Numa nota assinada pela presidente da Associação Espanhola de Neuropsiquiatria, Eudoxia Gay, estes médicos contestam o papel que o Governo lhes pretende reservar. “A interrupção da gravidez é uma questão que fica no âmbito da saúde sexual e reprodutiva. Uma mulher que aborta não é uma doente mental. Não cabe aos médicos psiquiátricas fazer juízos morais ”, diz.

Em declarações ao jornal El País em nome individual, também o presidente da Sociedade Espanhola de Psiquiatria, Miguel Gutiérrez, manifestou preocupação com o que descreveu como uma “eventual instrumentalização da psiquiatria” e lamentou que o colégio de médicos não tenha sido consultado durante toda a fase de elaboração do projecto de lei, “apesar de esta lhes adjudicar um papel tão importante”.

Quando estiver munida dos atestados médicos, a mulher desloca-se então aos serviços da Segurança Social, para uma consulta que incluirá informação jurídica (nomeadamente de que “a vida do não-nascido constitui um bem jurídico protegido pela Constituição”) e orientações para a resolução dos “problemas e conflitos pessoais” que tenham sido alegados como a causa da sua decisão. Na mesma consulta, a mulher terá de ser alertada para as alternativas ao aborto – desde a custódia administrativa da criança à adopção.
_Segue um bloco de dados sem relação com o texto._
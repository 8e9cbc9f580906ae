//! Pure state transition function
//!
//! Given the same state, context and event this always produces the same
//! result. Malformed requests (evaluating with nothing pending, a second
//! decimal point, a blank query) return the state unchanged.

use super::number::evaluate;
use super::state::{EMPTY_OPERAND, HistoryEntry, Operator};
use super::{CalcContext, CalcState, Effect, Event};

/// Result of a state transition
#[derive(Debug)]
pub struct TransitionResult {
    pub new_state: CalcState,
    pub effects: Vec<Effect>,
}

impl TransitionResult {
    pub fn new(state: CalcState) -> Self {
        Self {
            new_state: state,
            effects: vec![],
        }
    }

    pub fn with_effect(mut self, effect: Effect) -> Self {
        self.effects.push(effect);
        self
    }
}

/// Pure transition function
pub fn transition(state: &CalcState, context: &CalcContext, event: Event) -> TransitionResult {
    match event {
        // ============================================================
        // Arithmetic
        // ============================================================
        Event::AppendSymbol { symbol } => TransitionResult::new(append_symbol(state, symbol)),
        Event::SelectOperator { operator } => {
            TransitionResult::new(select_operator(state, operator))
        }
        Event::Clear => TransitionResult::new(clear(state)),
        Event::DeleteLastSymbol => TransitionResult::new(delete_last_symbol(state)),
        Event::Evaluate => TransitionResult::new(evaluate_pending(state, context)),

        // ============================================================
        // Query overlay
        // ============================================================
        Event::ToggleQueryMode => {
            let mut next = state.clone();
            next.query_mode = !state.query_mode;
            next.query_note = None;
            next.query_text.clear();
            TransitionResult::new(next)
        }
        Event::SetQueryText { text } => {
            let mut next = state.clone();
            next.query_text = text;
            TransitionResult::new(next)
        }
        Event::BeginQuery => TransitionResult::new(begin_query(state)),
        Event::SubmitQuery { text } => submit_query(state, text),
        Event::CompleteQuery { answer, note } => {
            TransitionResult::new(complete_query(state, context, answer, note))
        }
        Event::ClearHistory => {
            let mut next = state.clone();
            next.history.clear();
            TransitionResult::new(next)
        }
    }
}

fn is_operand_symbol(symbol: char) -> bool {
    symbol.is_ascii_digit() || symbol == '.'
}

fn append_symbol(state: &CalcState, symbol: char) -> CalcState {
    if !is_operand_symbol(symbol) {
        return state.clone();
    }

    let mut next = state.clone();
    if state.overwrite {
        next.current_operand = symbol.to_string();
        next.overwrite = false;
        return next;
    }

    if symbol == '0' && state.current_operand == EMPTY_OPERAND {
        return next;
    }
    if symbol == '.' && state.current_operand.contains('.') {
        return next;
    }

    if state.current_operand == EMPTY_OPERAND && symbol != '.' {
        next.current_operand = symbol.to_string();
    } else {
        next.current_operand.push(symbol);
    }
    next
}

fn select_operator(state: &CalcState, operator: Operator) -> CalcState {
    let mut next = state.clone();
    next.previous_operand = match (&state.previous_operand, state.operation) {
        // Chained: collapse the pending computation first, left to right
        (Some(previous), Some(pending)) => {
            Some(evaluate(previous, pending, &state.current_operand))
        }
        _ => Some(state.current_operand.clone()),
    };
    next.operation = Some(operator);
    next.current_operand = EMPTY_OPERAND.to_string();
    next
}

fn clear(state: &CalcState) -> CalcState {
    let mut next = state.clone();
    next.current_operand = EMPTY_OPERAND.to_string();
    next.previous_operand = None;
    next.operation = None;
    next.query_mode = false;
    next.query_note = None;
    next
}

fn delete_last_symbol(state: &CalcState) -> CalcState {
    let mut next = state.clone();
    if state.overwrite {
        next.overwrite = false;
        next.current_operand = EMPTY_OPERAND.to_string();
        return next;
    }

    next.current_operand.pop();
    if next.current_operand.is_empty() {
        next.current_operand = EMPTY_OPERAND.to_string();
    }
    next
}

fn evaluate_pending(state: &CalcState, context: &CalcContext) -> CalcState {
    let (Some(previous), Some(operator)) = (&state.previous_operand, state.operation) else {
        return state.clone();
    };

    let result = evaluate(previous, operator, &state.current_operand);
    let expression = format!("{previous} {operator} {}", state.current_operand);

    let mut next = state.clone();
    next.history
        .push(HistoryEntry::standard(expression, result.clone(), context.now_millis));
    next.current_operand = result;
    next.previous_operand = None;
    next.operation = None;
    next.overwrite = true;
    next
}

fn begin_query(state: &CalcState) -> CalcState {
    let mut next = state.clone();
    next.is_pending = true;
    next.query_note = None;
    next
}

fn submit_query(state: &CalcState, text: String) -> TransitionResult {
    if text.trim().is_empty() || state.is_pending {
        return TransitionResult::new(state.clone());
    }

    let mut next = begin_query(state);
    next.query_text.clone_from(&text);
    TransitionResult::new(next).with_effect(Effect::request_answer(text))
}

/// Applied unconditionally, even if the overlay was closed meanwhile.
fn complete_query(
    state: &CalcState,
    context: &CalcContext,
    answer: String,
    note: Option<String>,
) -> CalcState {
    let mut next = state.clone();
    next.history.push(HistoryEntry::external(
        state.query_text.clone(),
        answer.clone(),
        context.now_millis,
    ));
    next.is_pending = false;
    next.query_note = note.filter(|n| !n.is_empty());
    next.current_operand = answer;
    next.query_mode = false;
    next.overwrite = true;
    next
}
Cumprida mais essa etapa, a mulher obtém um novo certificado. A partir dessa data entra em vigor um período de reflexão obrigatório de sete dias, ao fim dos quais terá de confirmar em definitivo a vontade de pôr termo à gravidez. “É um retrocesso de 30 anos”, criticou a número dois do Partido Socialista Espanhol, que apelou à mobilização contra a nova lei.

Apesar de ter sido aprovado em conselho de ministros, o anteprojecto legislativo já foi posto em causa por vários dirigentes conservadores, ainda terá de ultrapassar vários trâmites parlamentares. Mas em princípio a maioria do Partido Popular será suficiente para garantir a sua votação.